We investigate the electro-orientation of large-aspect-ratio particles in liquid suspension as a possible technique to determine the particles' electrical conductivity and/or permittivity, which are often poorly known and difficult to measure directly. With the application of a spatially uniform AC electric field, ellipsoidal particles in suspension will rotate into alignment with their longest axis along the field. In the low frequency limit, the alignment rate itself does not distinguish between equally sized particles of different properties. However, it is possible to characterize the particle's electrical properties by measuring the crossover frequency at which its alignment rate transitions from conductivity-dominated to permittivity-dominated behavior. Moreover, the crossover frequency is insensitive to the particle aspect ratio for large aspect ratios, making the electro-orientation technique suitable even for nanowires, whose precise length is difficult to resolve optically.
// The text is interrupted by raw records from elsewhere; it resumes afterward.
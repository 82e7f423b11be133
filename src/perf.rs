//! Profiling instrumentation for the input handlers.
//!
//! Enable with the `profiling` feature:
//! ```toml
//! [dependencies]
//! omegaboard = { features = ["profiling"] }
//! ```
//!
//! Without the feature `profile_scope!` expands to nothing measurable.

use std::time::Instant;
use tracing::warn;

/// Pointer handlers should finish well inside one 60 FPS frame
pub const HANDLER_BUDGET_MS: f64 = 4.0;

/// Profile a scope with the given name. Zero-cost when profiling is disabled.
///
/// ```ignore
/// fn handle_pointer_move() {
///     profile_scope!("handle_pointer_move");
///     // ...
/// }
/// ```
#[macro_export]
macro_rules! profile_scope {
    ($name:expr) => {
        #[cfg(feature = "profiling")]
        let _timer = $crate::perf::ScopedTimer::new($name, $crate::perf::HANDLER_BUDGET_MS);
        #[cfg(not(feature = "profiling"))]
        let _ = $name;
    };
}

/// Logs a warning on drop if the scope took longer than its threshold.
pub struct ScopedTimer {
    name: &'static str,
    start: Instant,
    threshold_ms: f64,
}

impl ScopedTimer {
    pub fn new(name: &'static str, threshold_ms: f64) -> Self {
        Self {
            name,
            start: Instant::now(),
            threshold_ms,
        }
    }

    pub fn elapsed_ms(&self) -> f64 {
        self.start.elapsed().as_secs_f64() * 1000.0
    }
}

impl Drop for ScopedTimer {
    fn drop(&mut self) {
        let elapsed_ms = self.elapsed_ms();
        if elapsed_ms > self.threshold_ms {
            warn!(
                operation = self.name,
                elapsed_ms = format!("{:.2}", elapsed_ms),
                threshold_ms = format!("{:.2}", self.threshold_ms),
                "Slow operation"
            );
        }
    }
}
//! Input state machine - one explicit mode instead of per-gesture flags.
//!
//! Pointer tracking (hover recompute) runs on every move regardless of mode,
//! so it is not a variant here. Zooming is momentary and never opens a session.
//!
//! ## State Transitions
//!
//! ```text
//! Idle -> DraggingElement   (primary button down while an element is hovered)
//! Idle -> Panning           (auxiliary button down)
//!
//! DraggingElement -> Idle   (pointer up from the session's pointer)
//! Panning -> Idle           (pointer up from the session's pointer)
//! ```
//!
//! A pointer down while a session is open is ignored; sessions never nest.

use crate::input::events::PointerId;
use crate::types::{ElementId, ScreenOffset, WorldPoint};

/// A viewport pan gesture in progress.
#[derive(Debug, Clone, Copy, PartialEq)]
pub struct PanSession {
    pub pointer_id: PointerId,
    /// Client position at pointer down
    pub anchor: ScreenOffset,
    /// Viewport corner at pointer down
    pub start_corner: WorldPoint,
}

/// An element drag in progress.
#[derive(Debug, Clone, Copy, PartialEq)]
pub struct DragSession {
    pub pointer_id: PointerId,
    /// Client position at pointer down
    pub anchor: ScreenOffset,
    pub element_id: ElementId,
    /// Element position at pointer down
    pub start_position: WorldPoint,
}

#[derive(Debug, Clone, Copy, Default, PartialEq)]
pub enum InputState {
    /// No gesture in progress
    #[default]
    Idle,

    /// Dragging the viewport (auxiliary button)
    Panning(PanSession),

    /// Dragging a single element (primary button)
    DraggingElement(DragSession),
}

impl InputState {
    pub fn is_idle(&self) -> bool {
        matches!(self, Self::Idle)
    }

    pub fn is_panning(&self) -> bool {
        matches!(self, Self::Panning(_))
    }

    pub fn is_dragging_element(&self) -> bool {
        matches!(self, Self::DraggingElement(_))
    }

    /// Get the element being dragged, if any
    pub fn dragged_element_id(&self) -> Option<ElementId> {
        match self {
            Self::DraggingElement(session) => Some(session.element_id),
            _ => None,
        }
    }

    /// Pointer that owns the open session
    pub fn session_pointer_id(&self) -> Option<PointerId> {
        match self {
            Self::Idle => None,
            Self::Panning(session) => Some(session.pointer_id),
            Self::DraggingElement(session) => Some(session.pointer_id),
        }
    }

    /// Whether moves/up from `pointer_id` belong to the open session
    pub fn is_owned_by(&self, pointer_id: PointerId) -> bool {
        self.session_pointer_id() == Some(pointer_id)
    }

    pub fn start_panning(&mut self, pointer_id: PointerId, anchor: ScreenOffset, start_corner: WorldPoint) {
        *self = Self::Panning(PanSession {
            pointer_id,
            anchor,
            start_corner,
        });
    }

    pub fn start_dragging(
        &mut self,
        pointer_id: PointerId,
        anchor: ScreenOffset,
        element_id: ElementId,
        start_position: WorldPoint,
    ) {
        *self = Self::DraggingElement(DragSession {
            pointer_id,
            anchor,
            element_id,
            start_position,
        });
    }

    /// Close any open session
    pub fn reset(&mut self) {
        *self = Self::Idle;
    }
}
We present experimental results obtained by optical microscopy on the alignment rate of nano- and micro- wires under applied fields of different frequency. Experiments are conducted with particles of different type and size to determine how the electro-orientation crossover frequency varies with particle conductivity and aspect ratio. We compare our experimental results with theoretically obtained values, and assess electro-orientation as a nanowire-characterization technique.